It’s been only four days since typing “account paused” into the Instagram bio and deleting the little pink app.
Only four days, and already, a lot has changed. The first thing that happened off the bat was hours were freed. The second thing that happened was I began to notice just how many hours had been locked away in the first place.
For so long, I’d gotten used to operating on what I’d call now a shrunken clock, one missing many of its precious hours. What that looked like was moving through the day in turbo-speed, trying to cram as much as possible into a tightened bracket of time.
Days felt like they were melting into nights, and not in the positive, flow-state kind of way. More like quicksand falling through fingers, without ever being able to be fully grasped.
Life, in other words, was moving too fast. I was starved for time, starved for those caged hours.
As malnourishment does to the body, time-poverty does to the psyche. I became weak and stressed at the thought of any and everything—on the constant brink of becoming a valley of tears.
And so I looked around. A mistake. Because everyone else seemed so much stronger, so much more capable. Of course, everyone on the outside does—we move through this world in a shiny, yet invisible veneer. But we forget that when we’re in this state. Our only thought is: I must be broken.

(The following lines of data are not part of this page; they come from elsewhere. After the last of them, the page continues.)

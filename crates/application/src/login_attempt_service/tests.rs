use std::sync::Arc;

use chrono::{DateTime, Duration, TimeZone, Utc};

use movify_core::AppError;
use movify_domain::{AttemptRecord, AttemptRecordId, ClientKey, LoginAttemptPolicy};

use crate::test_support::{FakeAttemptLedger, ManualClock};

use super::{LoginAttemptGuard, MAX_WRITE_ROUNDS};

struct Fixture {
    guard: LoginAttemptGuard,
    ledger: Arc<FakeAttemptLedger>,
    clock: Arc<ManualClock>,
}

fn start() -> DateTime<Utc> {
    Utc.timestamp_opt(1_700_000_000, 0)
        .single()
        .unwrap_or_else(|| panic!("test"))
}

fn fixture(amount: u32, ban_seconds: i64) -> Fixture {
    let ledger = Arc::new(FakeAttemptLedger::default());
    let clock = Arc::new(ManualClock::starting_at(start()));
    let policy = LoginAttemptPolicy::new(amount, ban_seconds).unwrap_or_else(|_| panic!("test"));
    let guard = LoginAttemptGuard::new(ledger.clone(), clock.clone(), policy);

    Fixture {
        guard,
        ledger,
        clock,
    }
}

fn key(value: &str) -> ClientKey {
    ClientKey::new(value).unwrap_or_else(|_| panic!("test"))
}

async fn attempt(fixture: &Fixture, client: &ClientKey) -> bool {
    fixture
        .guard
        .register_attempt(client)
        .await
        .unwrap_or_else(|_| panic!("test"))
}

async fn blocked(fixture: &Fixture, client: &ClientKey) -> bool {
    fixture
        .guard
        .is_blocked(client)
        .await
        .unwrap_or_else(|_| panic!("test"))
}

async fn remaining(fixture: &Fixture, client: &ClientKey) -> Option<u32> {
    fixture
        .ledger
        .record(client.as_str())
        .await
        .map(|record| record.attempts_remaining)
}

#[tokio::test]
async fn three_attempt_scenario_locks_and_lazily_expires() {
    let fixture = fixture(3, 60);
    let client = key("192.168.1.1");

    assert!(!attempt(&fixture, &client).await);
    assert_eq!(remaining(&fixture, &client).await, Some(2));

    assert!(!attempt(&fixture, &client).await);
    assert_eq!(remaining(&fixture, &client).await, Some(1));

    assert!(!attempt(&fixture, &client).await);
    let record = fixture
        .ledger
        .record(client.as_str())
        .await
        .unwrap_or_else(|| panic!("test"));
    assert_eq!(record.attempts_remaining, 0);
    assert_eq!(record.lockout_until, Some(start() + Duration::seconds(60)));

    assert!(blocked(&fixture, &client).await);
    assert!(attempt(&fixture, &client).await);

    fixture.clock.advance(Duration::seconds(61));
    assert!(!blocked(&fixture, &client).await);
    assert!(!attempt(&fixture, &client).await);
    assert_eq!(remaining(&fixture, &client).await, Some(2));
    let record = fixture
        .ledger
        .record(client.as_str())
        .await
        .unwrap_or_else(|| panic!("test"));
    assert_eq!(record.lockout_until, None);
}

#[tokio::test]
async fn blocked_attempt_does_not_write() {
    let fixture = fixture(1, 60);
    let client = key("192.168.1.1");

    assert!(!attempt(&fixture, &client).await);
    let writes = fixture.ledger.writes().await;

    assert!(attempt(&fixture, &client).await);
    assert!(blocked(&fixture, &client).await);
    assert_eq!(fixture.ledger.writes().await, writes);
}

#[tokio::test]
async fn lockout_holds_until_ban_time_elapses() {
    let fixture = fixture(2, 60);
    let client = key("10.0.0.5");

    attempt(&fixture, &client).await;
    attempt(&fixture, &client).await;

    fixture.clock.advance(Duration::seconds(59));
    assert!(blocked(&fixture, &client).await);

    fixture.clock.advance(Duration::seconds(1));
    assert!(!blocked(&fixture, &client).await);
}

#[tokio::test]
async fn reset_after_success_restores_full_allowance() {
    let fixture = fixture(3, 60);
    let client = key("192.168.1.1");

    attempt(&fixture, &client).await;
    attempt(&fixture, &client).await;
    fixture
        .guard
        .reset(&client)
        .await
        .unwrap_or_else(|_| panic!("test"));
    assert_eq!(remaining(&fixture, &client).await, None);

    assert!(!attempt(&fixture, &client).await);
    assert_eq!(remaining(&fixture, &client).await, Some(2));
}

#[tokio::test]
async fn reset_is_idempotent() {
    let fixture = fixture(3, 60);
    let client = key("192.168.1.1");

    assert!(fixture.guard.reset(&client).await.is_ok());
    assert!(fixture.guard.reset(&client).await.is_ok());

    attempt(&fixture, &client).await;
    assert!(fixture.guard.reset(&client).await.is_ok());
    assert!(fixture.guard.reset(&client).await.is_ok());
    assert_eq!(remaining(&fixture, &client).await, None);
}

#[tokio::test]
async fn clients_are_tracked_independently() {
    let fixture = fixture(2, 60);
    let first = key("192.168.1.1");
    let second = key("192.168.1.2");

    attempt(&fixture, &first).await;
    attempt(&fixture, &first).await;
    assert!(blocked(&fixture, &first).await);

    assert!(!blocked(&fixture, &second).await);
    assert!(!attempt(&fixture, &second).await);
    assert_eq!(remaining(&fixture, &second).await, Some(1));

    fixture
        .guard
        .reset(&second)
        .await
        .unwrap_or_else(|_| panic!("test"));
    assert!(blocked(&fixture, &first).await);
}

#[tokio::test]
async fn lost_race_is_retried_against_fresh_state() {
    let fixture = fixture(3, 60);
    let client = key("192.168.1.1");
    attempt(&fixture, &client).await;

    *fixture.ledger.forced_conflicts.lock().await = 2;
    assert!(!attempt(&fixture, &client).await);
    assert_eq!(remaining(&fixture, &client).await, Some(1));
}

#[tokio::test]
async fn persistent_contention_surfaces_conflict() {
    let fixture = fixture(3, 60);
    let client = key("192.168.1.1");

    *fixture.ledger.forced_conflicts.lock().await = MAX_WRITE_ROUNDS;
    let result = fixture.guard.register_attempt(&client).await;
    assert!(matches!(result, Err(AppError::Conflict(_))));
}

#[tokio::test]
async fn ledger_outage_is_never_treated_as_unblocked() {
    let fixture = fixture(3, 60);
    let client = key("192.168.1.1");
    *fixture.ledger.unavailable.lock().await = true;

    assert!(matches!(
        fixture.guard.is_blocked(&client).await,
        Err(AppError::Internal(_))
    ));
    assert!(matches!(
        fixture.guard.register_attempt(&client).await,
        Err(AppError::Internal(_))
    ));
}

#[tokio::test]
async fn purge_keeps_recent_and_locked_records() {
    let fixture = fixture(1, 7_200);
    let locked = key("10.0.0.1");
    let idle = key("10.0.0.2");
    let fresh = key("10.0.0.3");

    attempt(&fixture, &locked).await;
    fixture
        .ledger
        .records
        .lock()
        .await
        .insert(
            idle.as_str().to_owned(),
            (
                AttemptRecord {
                    id: AttemptRecordId::new(),
                    client_key: idle.clone(),
                    attempts_remaining: 2,
                    lockout_until: None,
                    version: 0,
                },
                start(),
            ),
        );

    fixture.clock.advance(Duration::hours(1));
    attempt(&fixture, &fresh).await;

    let purged = fixture
        .guard
        .purge_expired(Duration::minutes(30))
        .await
        .unwrap_or_else(|_| panic!("test"));

    assert_eq!(purged, 1);
    assert!(fixture.ledger.record(locked.as_str()).await.is_some());
    assert!(fixture.ledger.record(idle.as_str()).await.is_none());
    assert!(fixture.ledger.record(fresh.as_str()).await.is_some());
}

#[tokio::test]
async fn purge_rejects_negative_retention() {
    let fixture = fixture(3, 60);
    assert!(fixture
        .guard
        .purge_expired(Duration::seconds(-1))
        .await
        .is_err());
}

The natural Western response to this is to put a Band-Aid on the crack and push on, wear the self out until thinner than gauze. What comes next is the thing that is obvious from a zoomed-out lens, but often unexpected when caught in the thick of it all. That is: the gauze tears.
And then the even less obvious part: the realization this is a gift.
When we break the blindfold we’ve unknowingly strapped on—the one that’s led to this running through life blind to the problem at hand—well, it falls off. And we come slowly to see. Our eyes adjust, so to speak, through this opportunity to question the self.
Why did my clock shrink? Where has my time really gone?
To find those lost hours imprisoned in the cell of social media can be a scary thing. Not everyone will find them there, to be sure, but many of us, especially in this day and age, will. Because social media, Instagram specifically, seems to be the most powerful siren’s call of all. It lures us in with an armload of glossy promises. Whether those look for you like the obvious dopamine hits (followers and likes) or whether they take on the form of client acquisition and sales—Instagram offers them all, and in the most enticing packaging.
Of these, some will be delivered, but all at a cost. And that is this: if we’re not careful, our hours will be extracted and locked away, and we will forget for a long while to look there, in social media’s lost cave.
When the blindfold eventually falls off, and the opportunity to question the self arises, we have a choice. Will we be honest? Will we be brave enough to look at our values, our behaviours, and to see if they align? Will we be able to ask if we are living the way we want? Or if we have simply fallen prey to societal messaging of “what is done?”
If taken, this opportunity becomes a gift. The gift of awareness, which, unfolded, can breed change.
Most of us value relationships, for instance. Yet, in the face of this digital landscape, deep relationships have been dealt a rough hand. To hold them dear we need to ensure we’ve set up our days to give them the space they deserve.
Removing social media, for the time being, is the way I’ve chosen to do this, at least until I can feel the earth steady again beneath me return to equilibrium. And that will involve sorting out whether Instagram will forever present the risk of a slippery slope, or whether boundaries regarding time spent on it can be strong enough at some point to move forward more healthfully.
Until that point, I feel no rush to return. The effects of life post-social are too rich right now.
I watched a squirrel and then a bird yesterday, which present the perfect comparison here. When we’re wrapped up in over our heads—be that with social, with work, or what have you—our stress tends to lead us to act like squirrels. We dart, pause, look around with beady, anxious eyes, shove food into our mouths, and then dart somewhere else, never getting anywhere. Whereas, when we’ve culled out space, we become more like birds, soaring gracefully from one tree to another. Anxiety dissolved. Everything calmer. The small act of uncorking a wine bottle enough to bring about the feeling of deep presence.
And isn’t that what we all really want from our time on this planet? To feel fully in our bodies, fully alive?
If we could just look down at our hands, see that there in our fingers lie the keys, and go on to unlock those lost hours, we could be free. Who knew? It’s so simple.